Я пою для тебя, Таня»[13].
Задача художника, дионисийского творца, музыканта и танцора, меняющего образ мира и создающего ценности, состоит в том, чтобы, открыв в себе бессознательное, то есть вернувшись к истоку жизни, передать первозданный жизненный хаос, сделать его видимым для других: «Я думаю, что, когда на все и вся снизойдет великая тишина, музыка наконец восторжествует. Когда все снова всосется в матку времени, хаос вернется на землю, а хаос – это партитура действительности»[14].
Дионисийство, как его понимал Фридрих Ницше, вырастает из культов плодородия, оргиастических празднеств, вакхических безумств, ритуалов, где главную роль играет эротизированное тело. Миллер обнажает в романе телесное и эротическое начала своего дионисийства. При этом он создает не просто эротический текст, служащий для описания тела и сексуальных актов, а текст телесный, эротизированный на уровне языка. Приемы поэтики, которые он использует, делают «Тропик Рака» не столько романом, сколько развернутой метафорой здорового, сексуально вожделеющего тела, жаждущего удовольствия и приносящего удовольствие.

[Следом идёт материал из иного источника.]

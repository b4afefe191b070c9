use fleetdiag_core::domain::{VehicleCategory, VehicleDraft, VehicleId};
use fleetdiag_store::Store;

fn store() -> Store {
    let store = Store::open_in_memory().expect("open in memory");
    store.migrate().expect("migrate");
    store
}

fn draft(category: VehicleCategory, name: &str) -> VehicleDraft {
    VehicleDraft::new(category, name)
        .expect("draft")
        .with_brand(Some("Honda"))
        .with_price(45_000)
        .expect("price")
}

#[test]
fn insert_lands_in_category_collection() {
    let store = store();
    let vehicle = store
        .vehicles()
        .insert(1_700_000_000, draft(VehicleCategory::Scooty, "Activa 6G"))
        .expect("insert");
    assert_eq!(vehicle.vehicle_type.as_deref(), Some("scooty"));

    assert_eq!(store.vehicles().count(VehicleCategory::Scooty).expect("count"), 1);
    assert_eq!(store.vehicles().count(VehicleCategory::Bike).expect("count"), 0);

    let fetched = store
        .vehicles()
        .get(VehicleCategory::Scooty, vehicle.id)
        .expect("get")
        .expect("vehicle");
    assert_eq!(fetched, vehicle);
    assert!(store
        .vehicles()
        .get(VehicleCategory::Car, vehicle.id)
        .expect("get")
        .is_none());
}

#[test]
fn find_anywhere_searches_all_collections() {
    let store = store();
    let car = store
        .vehicles()
        .insert(1_700_000_000, draft(VehicleCategory::Car, "City"))
        .expect("insert");

    let hits = store.vehicles().find_anywhere(car.id).expect("find");
    assert_eq!(hits.len(), 1);
    assert_eq!(hits[0].category, VehicleCategory::Car);

    let misses = store.vehicles().find_anywhere(VehicleId::new()).expect("find");
    assert!(misses.is_empty());
}

#[test]
fn list_orders_by_creation() {
    let store = store();
    store
        .vehicles()
        .insert(200, draft(VehicleCategory::Bike, "Later"))
        .expect("insert");
    store
        .vehicles()
        .insert(100, draft(VehicleCategory::Bike, "Earlier"))
        .expect("insert");

    let names: Vec<String> = store
        .vehicles()
        .list(VehicleCategory::Bike)
        .expect("list")
        .into_iter()
        .map(|vehicle| vehicle.name)
        .collect();
    assert_eq!(names, vec!["Earlier".to_string(), "Later".to_string()]);
}
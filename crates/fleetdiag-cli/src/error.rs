use anyhow::Error;
use fleetdiag_config::ConfigError;
use fleetdiag_core::CoreError;
use fleetdiag_store::error::{StoreError, StoreErrorKind};
use std::process::ExitCode;
use thiserror::Error as ThisError;

pub const EXIT_FAILURE: u8 = 1;
pub const EXIT_NOT_FOUND: u8 = 2;
pub const EXIT_INVALID_INPUT: u8 = 3;

#[derive(Debug, ThisError)]
pub enum CliError {
    #[error("invalid input: {0}")]
    InvalidInput(String),
    #[error("not found: {0}")]
    NotFound(String),
}

pub fn invalid_input(message: impl Into<String>) -> Error {
    CliError::InvalidInput(message.into()).into()
}

pub fn not_found(message: impl Into<String>) -> Error {
    CliError::NotFound(message.into()).into()
}

pub fn report_error(err: &Error, verbose: bool) {
    if verbose {
        eprintln!("error: {:#}", err);
    } else {
        eprintln!("error: {}", err);
    }
}

pub fn exit_code_for(err: &Error) -> ExitCode {
    for cause in err.chain() {
        if let Some(cli_err) = cause.downcast_ref::<CliError>() {
            return ExitCode::from(match cli_err {
                CliError::InvalidInput(_) => EXIT_INVALID_INPUT,
                CliError::NotFound(_) => EXIT_NOT_FOUND,
            });
        }
        if let Some(store_err) = cause.downcast_ref::<StoreError>() {
            return ExitCode::from(store_exit_code(store_err));
        }
        if let Some(config_err) = cause.downcast_ref::<ConfigError>() {
            return ExitCode::from(config_exit_code(config_err));
        }
        if let Some(_core_err) = cause.downcast_ref::<CoreError>() {
            return ExitCode::from(EXIT_INVALID_INPUT);
        }
    }
    ExitCode::from(EXIT_FAILURE)
}

fn store_exit_code(err: &StoreError) -> u8 {
    match err.kind() {
        StoreErrorKind::NotFound => EXIT_NOT_FOUND,
        StoreErrorKind::InvalidDataPath | StoreErrorKind::MissingTable | StoreErrorKind::Core => {
            EXIT_INVALID_INPUT
        }
        StoreErrorKind::InvalidId
        | StoreErrorKind::MissingHomeDir
        | StoreErrorKind::Migration
        | StoreErrorKind::Sql
        | StoreErrorKind::Io => EXIT_FAILURE,
    }
}

fn config_exit_code(err: &ConfigError) -> u8 {
    match err {
        ConfigError::MissingHomeDir => EXIT_FAILURE,
        ConfigError::InvalidConfigPath(_)
        | ConfigError::MissingConfigFile(_)
        | ConfigError::InsecurePermissions(_)
        | ConfigError::InvalidDatabasePath(_)
        | ConfigError::InvalidUserEmail(_)
        | ConfigError::InvalidVehicleId(_)
        | ConfigError::InvalidBookingsLimit(_)
        | ConfigError::Read { .. }
        | ConfigError::Parse { .. } => EXIT_INVALID_INPUT,
    }
}
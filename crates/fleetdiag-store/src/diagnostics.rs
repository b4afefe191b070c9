use crate::error::Result;
use crate::Store;
use fleetdiag_core::domain::{BookingId, VehicleCategory, VehicleId, VehicleType};
use fleetdiag_core::rules::{check_stored_type, StoredTypeCheck};

#[derive(Debug, Clone, Copy, PartialEq, Eq)]
pub struct CollectionCounts {
    pub users: i64,
    pub bikes: i64,
    pub cars: i64,
    pub scooties: i64,
    pub bookings: i64,
}

impl CollectionCounts {
    pub fn vehicles(&self, category: VehicleCategory) -> i64 {
        match category {
            VehicleCategory::Bike => self.bikes,
            VehicleCategory::Car => self.cars,
            VehicleCategory::Scooty => self.scooties,
        }
    }
}

pub fn collection_counts(store: &Store) -> Result<CollectionCounts> {
    let vehicles = store.vehicles();
    Ok(CollectionCounts {
        users: store.users().count()?,
        bikes: vehicles.count(VehicleCategory::Bike)?,
        cars: vehicles.count(VehicleCategory::Car)?,
        scooties: vehicles.count(VehicleCategory::Scooty)?,
        bookings: store.bookings().count()?,
    })
}

#[derive(Debug, Clone, PartialEq, Eq)]
pub enum AuditIssue {
    /// A vehicle row whose stored type disagrees with its collection.
    VehicleType {
        id: VehicleId,
        collection: VehicleCategory,
        check: StoredTypeCheck,
    },
    /// A booking whose type cannot be mapped to a collection.
    BookingType {
        id: BookingId,
        vehicle_id: VehicleId,
        raw: Option<String>,
    },
    /// A booking whose vehicle is absent from the collection its type selects.
    MissingVehicle {
        id: BookingId,
        vehicle_id: VehicleId,
        category: VehicleCategory,
    },
}

#[derive(Debug, Clone, Default, PartialEq, Eq)]
pub struct AuditReport {
    pub vehicles_checked: usize,
    pub bookings_checked: usize,
    pub issues: Vec<AuditIssue>,
}

pub fn audit_vehicle_types(store: &Store) -> Result<AuditReport> {
    let mut report = AuditReport::default();
    let vehicles = store.vehicles();

    for category in VehicleCategory::ALL {
        for vehicle in vehicles.list(category)? {
            report.vehicles_checked += 1;
            let check = check_stored_type(category, vehicle.vehicle_type.as_deref());
            if check.is_issue() {
                report.issues.push(AuditIssue::VehicleType {
                    id: vehicle.id,
                    collection: category,
                    check,
                });
            }
        }
    }

    for booking in store.bookings().list_all()? {
        report.bookings_checked += 1;
        match booking.normalized_type() {
            Some(VehicleType::Canonical(category)) => {
                if !vehicles.exists(category, booking.vehicle_id)? {
                    report.issues.push(AuditIssue::MissingVehicle {
                        id: booking.id,
                        vehicle_id: booking.vehicle_id,
                        category,
                    });
                }
            }
            Some(VehicleType::Unrecognized(_)) | None => {
                report.issues.push(AuditIssue::BookingType {
                    id: booking.id,
                    vehicle_id: booking.vehicle_id,
                    raw: booking.vehicle_type.clone(),
                });
            }
        }
    }

    tracing::debug!(
        vehicles = report.vehicles_checked,
        bookings = report.bookings_checked,
        issues = report.issues.len(),
        "vehicle type audit finished"
    );
    Ok(report)
}
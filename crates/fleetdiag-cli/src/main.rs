mod commands;
mod error;
mod util;

use anyhow::{Context as _, Result};
use clap::{Parser, Subcommand};
use std::path::PathBuf;
use std::process::ExitCode;
use tracing::debug;

use crate::commands::{audit, completions, counts, types, users, vehicles, Context};
use crate::error::{exit_code_for, report_error};
use fleetdiag_config as config;
use fleetdiag_store::{paths, Access, Store};

#[derive(Debug, Parser)]
#[command(name = "fleetdiag", version, about = "Vehicle-rental backend diagnostics")]
struct Cli {
    #[arg(long, global = true, env = "FLEETDIAG_DB_PATH")]
    db_path: Option<PathBuf>,
    #[arg(long, global = true)]
    config: Option<PathBuf>,
    #[arg(long, global = true)]
    json: bool,
    #[arg(long, short, global = true)]
    verbose: bool,
    #[command(subcommand)]
    command: Command,
}

#[derive(Debug, Subcommand)]
enum Command {
    /// Map vehicle type strings onto their canonical category
    Normalize(types::NormalizeArgs),
    /// Check whether vehicle type strings are recognized
    Validate(types::ValidateArgs),
    /// Row counts per collection
    Counts(counts::CountsArgs),
    /// Look up a user and their recent bookings
    User(users::UserArgs),
    /// Look up a vehicle by id
    Vehicle(vehicles::VehicleArgs),
    /// Report vehicle type drift across collections and bookings
    Audit(audit::AuditArgs),
    /// Insert a vehicle into the collection its type maps to
    #[command(name = "add-vehicle")]
    AddVehicle(vehicles::AddVehicleArgs),
    /// Generate shell completions
    Completions(completions::CompletionsArgs),
}

fn main() -> ExitCode {
    let cli = Cli::parse();
    let verbose = cli.verbose;
    init_logging(verbose);
    match run(cli) {
        Ok(()) => ExitCode::SUCCESS,
        Err(err) => {
            report_error(&err, verbose);
            exit_code_for(&err)
        }
    }
}

struct Globals {
    db_path: Option<PathBuf>,
    config_path: Option<PathBuf>,
    json: bool,
    verbose: bool,
}

fn run(cli: Cli) -> Result<()> {
    let Cli {
        db_path,
        config: config_path,
        json,
        verbose,
        command,
    } = cli;
    let globals = Globals {
        db_path,
        config_path,
        json,
        verbose,
    };

    match command {
        Command::Completions(args) => completions::emit(args),
        Command::Validate(args) => types::validate(json, args),
        Command::Normalize(args) => {
            let app_config = load_config(&globals)?;
            types::normalize(json, &app_config, args)
        }
        Command::Counts(args) => {
            with_store(&globals, Access::ReadOnly, |ctx| counts::counts(ctx, args))
        }
        Command::User(args) => {
            with_store(&globals, Access::ReadOnly, |ctx| users::show_user(ctx, args))
        }
        Command::Vehicle(args) => with_store(&globals, Access::ReadOnly, |ctx| {
            vehicles::show_vehicle(ctx, args)
        }),
        Command::Audit(args) => {
            with_store(&globals, Access::ReadOnly, |ctx| audit::audit(ctx, args))
        }
        Command::AddVehicle(args) => with_store(&globals, Access::ReadWrite, |ctx| {
            vehicles::add_vehicle(ctx, args)
        }),
    }
}

fn load_config(globals: &Globals) -> Result<config::AppConfig> {
    let app_config = config::load(globals.config_path.clone()).with_context(|| "load config")?;
    if globals.verbose {
        match config::resolve_config_path(globals.config_path.clone()) {
            Ok(path) => {
                if path.exists() {
                    debug!(path = %path.display(), "config resolved");
                } else {
                    debug!(path = %path.display(), "config missing, using defaults");
                }
            }
            Err(err) => {
                debug!(error = %err, "config unavailable");
            }
        }
    }
    Ok(app_config)
}

fn with_store<F>(globals: &Globals, access: Access, f: F) -> Result<()>
where
    F: FnOnce(&Context<'_>) -> Result<()>,
{
    let app_config = load_config(globals)?;
    let db_path = paths::resolve_db_path(
        globals
            .db_path
            .clone()
            .or_else(|| app_config.database_path.clone()),
    )
    .with_context(|| "resolve database path")?;
    debug!(path = %db_path.display(), ?access, "opening database");

    let store = Store::open(&db_path, access)
        .with_context(|| format!("open database {}", db_path.display()))?;
    let ctx = Context {
        store: &store,
        json: globals.json,
        config: &app_config,
    };
    f(&ctx)
}

fn init_logging(verbose: bool) {
    use tracing_subscriber::{fmt, EnvFilter};
    let default_level = if verbose { "debug" } else { "warn" };
    let filter =
        EnvFilter::try_from_default_env().unwrap_or_else(|_| EnvFilter::new(default_level));
    let _ = fmt()
        .with_env_filter(filter)
        .with_writer(std::io::stderr)
        .with_target(false)
        .without_time()
        .try_init();
}
use crate::commands::print_json;
use crate::error::invalid_input;
use anyhow::Result;
use clap::Args;
use fleetdiag_config::AppConfig;
use fleetdiag_core::domain::{
    is_valid_vehicle_type, normalize_vehicle_type, normalize_vehicle_type_strict, VehicleType,
};
use serde::Serialize;

#[derive(Debug, Args)]
pub struct NormalizeArgs {
    #[arg(required = true, num_args = 1..)]
    pub tokens: Vec<String>,
    /// Fail on tokens that match no known spelling
    #[arg(long)]
    pub strict: bool,
}

#[derive(Debug, Args)]
pub struct ValidateArgs {
    #[arg(required = true, num_args = 1..)]
    pub tokens: Vec<String>,
}

#[derive(Debug, Serialize)]
struct NormalizedDto {
    input: String,
    result: Option<String>,
    canonical: bool,
}

#[derive(Debug, Serialize)]
struct ValidityDto {
    input: String,
    valid: bool,
}

pub fn normalize(json: bool, config: &AppConfig, args: NormalizeArgs) -> Result<()> {
    let strict = args.strict || config.normalization.strict;
    let mut items = Vec::with_capacity(args.tokens.len());
    for token in args.tokens {
        let result = if strict {
            normalize_vehicle_type_strict(Some(token.as_str()))?.map(VehicleType::Canonical)
        } else {
            normalize_vehicle_type(Some(token.as_str()))
        };
        items.push(NormalizedDto {
            canonical: result.as_ref().is_some_and(VehicleType::is_canonical),
            result: result.map(|value| value.as_str().to_string()),
            input: token,
        });
    }

    if json {
        return print_json(&items);
    }

    for item in items {
        match (&item.result, item.canonical) {
            (None, _) => println!("{:?} -> (none)", item.input),
            (Some(value), true) => println!("{:?} -> {}", item.input, value),
            (Some(value), false) => println!("{:?} -> {} (unrecognized)", item.input, value),
        }
    }
    Ok(())
}

pub fn validate(json: bool, args: ValidateArgs) -> Result<()> {
    let items: Vec<ValidityDto> = args
        .tokens
        .into_iter()
        .map(|token| ValidityDto {
            valid: is_valid_vehicle_type(Some(token.as_str())),
            input: token,
        })
        .collect();
    let invalid = items.iter().filter(|item| !item.valid).count();

    if json {
        print_json(&items)?;
    } else {
        for item in &items {
            let label = if item.valid { "valid" } else { "invalid" };
            println!("{:?}: {}", item.input, label);
        }
    }

    if invalid > 0 {
        return Err(invalid_input(format!(
            "{invalid} of {} vehicle types not recognized",
            items.len()
        )));
    }
    Ok(())
}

В отношении к слову Миллер во многом повторяет опыт сюрреалистов, избегая, однако, их крайностей. Он ставит перед собой задачу разорвать навязанный культурой принцип отношения между словом и разумом, словом и миром. Этот принцип предполагает подчинительное положение слова, которое привязывается к объекту (к внешним формам мира) и превращается в деиндивидуализированное понятие – средство коммуникации. В современном мире, переживающем разрыв духа и плоти, слово утратило единство с реальностью. Оно перестало быть материальным, каковым некогда было. Высказывание лишилось своей первозданной магической силы и стало пустой абстракцией. Один из персонажей «Тропика Рака», индиец Нанантати, псевдоноситель Абсолютного знания, учит Миллера древнему священному слову, якобы несущему в себе великую мудрость. Сакральное слово «УМАХАРУМУМА» кажется абракадаброй, бессмысленным набором звуков, за которым ни Миллер, ни сам индус не различают материи. Слово порабощается, его возможности сковываются, что препятствует подлинной умственной и речевой деятельности, которая должна быть проникнута воображением, должна быть свободной, непредсказуемой, открывающей в мире новое. Подобного рода «речевую болезнь» испытывает косноязычный мистер Рен, с которым Миллер пытается завязать разговор: «Я стараюсь втянуть мистера Рена в разговор – все равно о чем, пусть даже о хромых лошадях. Но мистер Рен почти косноязычен. Когда он говорит о времени, проведенном с пером в руке, его трудно понять. (…) Разговор не клеится. За мистером Реном трудно следить – он ничего толком не говорит. Он, видите ли, „думает во время разговора“, как уверяет миссис Рен. Миссис Рен говорит о мистере Рене с благоговением: „Он думает во время разговора“. Очень, очень мило, как сказал бы Боровский, но также и затруднительно. Особенно если учесть, что этот великий мыслитель сам подобен хромой лошади»[15].
Речь в понимании Миллера должна быть первична по отношению к мысли и призвана быть материальной, смыслопорождающей, открывающей новые углы зрения и горизонты знания. Именно поэтому читатель обнаруживает в романе огромное число непривычных метафор и неожиданных сравнений. Повествователю «Тропика», подобно мастеру барочной поэзии или сюрреалисту, удается свести в едином образе предельно гетерогенные предметы и явления[16]. Они могут принадлежать разным областям жизни, но высказывание, совмещающее их, открывает в них внутреннюю общность, которая не фиксируется коммуникативной речью: «На первый взгляд Молдорф – карикатура на человека. Глазки – щитовидные железы. Губы – шины „Мишлен“. Голос – гороховый суп. Под жилетом у него маленькая груша вместо сердца»[17]. Поверхностные связи между предметами, установленные диктатом разума, объявляются необязательными. Реальность полностью перестраивается словом. Явления и предметы вырываются из своих привычных гнезд и перетасовываются в произвольном порядке. Миллеровское письмо утверждает правило свободной игры, ниспровергающей барьеры разума, которые сдерживают бессознательное, и таким образом осуществляет принцип удовольствия. Связь слова с его предполагаемым (культурой – властью) объектом заметно ослабляется. Оно перестает быть жестко привязанным к предмету и, освобождаясь, вступает в новые, неожиданные связи с другими словами, рождая сюрреалистические метафоры. Миллер отчасти следует Бретону, призывавшему поэтов «заставить слова совокупляться». Он создает эротизированную телесную речь, получая удовольствие от самой возможности «мыслить альтернативно». Это – речь бессознательного, в которой пробудились всеобщее, пустота, насыщенное молчание, некогда воплотившиеся в слове и убитые интеллектом.